[Stored data]
####

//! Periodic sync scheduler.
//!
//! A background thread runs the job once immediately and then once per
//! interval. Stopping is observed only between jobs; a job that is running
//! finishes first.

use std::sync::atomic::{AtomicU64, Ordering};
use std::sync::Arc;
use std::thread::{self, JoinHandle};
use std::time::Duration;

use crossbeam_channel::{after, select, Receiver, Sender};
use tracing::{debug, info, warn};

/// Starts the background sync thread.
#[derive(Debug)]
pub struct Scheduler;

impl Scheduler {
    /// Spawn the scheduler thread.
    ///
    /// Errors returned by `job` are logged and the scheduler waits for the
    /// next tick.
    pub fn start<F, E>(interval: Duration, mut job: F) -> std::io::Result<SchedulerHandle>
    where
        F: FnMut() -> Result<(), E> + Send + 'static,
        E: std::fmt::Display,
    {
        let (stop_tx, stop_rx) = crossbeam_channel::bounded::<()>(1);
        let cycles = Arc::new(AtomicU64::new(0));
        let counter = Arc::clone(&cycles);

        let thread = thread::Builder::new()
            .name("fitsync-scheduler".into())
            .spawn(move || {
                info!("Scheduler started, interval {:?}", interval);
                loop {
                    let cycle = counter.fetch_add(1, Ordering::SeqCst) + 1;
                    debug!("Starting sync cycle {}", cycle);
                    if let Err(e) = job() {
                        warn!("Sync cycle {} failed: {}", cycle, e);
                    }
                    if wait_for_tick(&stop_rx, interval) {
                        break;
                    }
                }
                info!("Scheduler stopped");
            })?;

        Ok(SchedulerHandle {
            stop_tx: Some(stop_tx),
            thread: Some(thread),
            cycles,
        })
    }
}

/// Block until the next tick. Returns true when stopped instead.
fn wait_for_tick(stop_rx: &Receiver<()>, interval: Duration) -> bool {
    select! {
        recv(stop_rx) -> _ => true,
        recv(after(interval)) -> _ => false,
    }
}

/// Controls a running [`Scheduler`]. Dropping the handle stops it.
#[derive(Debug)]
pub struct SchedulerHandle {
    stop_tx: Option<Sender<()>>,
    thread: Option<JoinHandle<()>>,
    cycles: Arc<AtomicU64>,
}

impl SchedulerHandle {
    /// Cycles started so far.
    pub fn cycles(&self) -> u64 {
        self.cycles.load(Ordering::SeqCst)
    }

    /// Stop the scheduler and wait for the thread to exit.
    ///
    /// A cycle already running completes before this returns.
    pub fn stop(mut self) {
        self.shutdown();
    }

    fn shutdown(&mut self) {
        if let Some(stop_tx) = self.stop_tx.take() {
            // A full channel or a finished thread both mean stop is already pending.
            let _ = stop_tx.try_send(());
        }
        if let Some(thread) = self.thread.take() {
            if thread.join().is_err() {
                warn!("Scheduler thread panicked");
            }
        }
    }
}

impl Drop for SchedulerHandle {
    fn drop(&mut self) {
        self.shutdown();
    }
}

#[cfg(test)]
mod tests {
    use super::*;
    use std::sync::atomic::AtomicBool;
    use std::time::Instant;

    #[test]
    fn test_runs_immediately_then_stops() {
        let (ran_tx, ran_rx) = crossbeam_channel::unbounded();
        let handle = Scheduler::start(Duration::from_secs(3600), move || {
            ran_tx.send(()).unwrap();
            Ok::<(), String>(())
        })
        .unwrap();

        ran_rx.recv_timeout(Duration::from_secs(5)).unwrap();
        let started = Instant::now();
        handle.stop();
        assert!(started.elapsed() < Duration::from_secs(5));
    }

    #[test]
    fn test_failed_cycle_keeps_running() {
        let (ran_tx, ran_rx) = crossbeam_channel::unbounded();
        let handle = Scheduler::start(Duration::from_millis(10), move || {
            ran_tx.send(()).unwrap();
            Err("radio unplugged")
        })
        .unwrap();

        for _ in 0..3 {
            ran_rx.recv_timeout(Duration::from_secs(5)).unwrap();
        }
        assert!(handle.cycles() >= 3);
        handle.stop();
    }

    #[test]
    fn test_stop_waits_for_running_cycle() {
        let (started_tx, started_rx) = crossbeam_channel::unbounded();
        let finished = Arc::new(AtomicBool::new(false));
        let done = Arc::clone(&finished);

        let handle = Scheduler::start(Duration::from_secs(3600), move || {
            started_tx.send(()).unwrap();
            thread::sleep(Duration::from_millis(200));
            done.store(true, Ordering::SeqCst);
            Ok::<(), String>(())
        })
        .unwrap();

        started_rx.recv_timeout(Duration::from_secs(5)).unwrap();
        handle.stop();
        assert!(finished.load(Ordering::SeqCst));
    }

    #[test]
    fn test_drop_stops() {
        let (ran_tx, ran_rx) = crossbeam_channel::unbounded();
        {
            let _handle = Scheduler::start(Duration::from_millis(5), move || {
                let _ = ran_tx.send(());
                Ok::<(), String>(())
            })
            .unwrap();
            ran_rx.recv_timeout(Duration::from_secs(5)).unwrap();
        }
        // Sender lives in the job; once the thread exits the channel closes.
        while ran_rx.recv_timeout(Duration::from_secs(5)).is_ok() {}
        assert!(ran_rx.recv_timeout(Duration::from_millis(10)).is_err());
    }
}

####

**ASSIGNMENT**
All lines in the preceding records that hold the word "background" need to be copied.

**PROBLEM SOLUTION**
//! A background thread runs the job once immediately and then once per
/// Starts the background sync thread.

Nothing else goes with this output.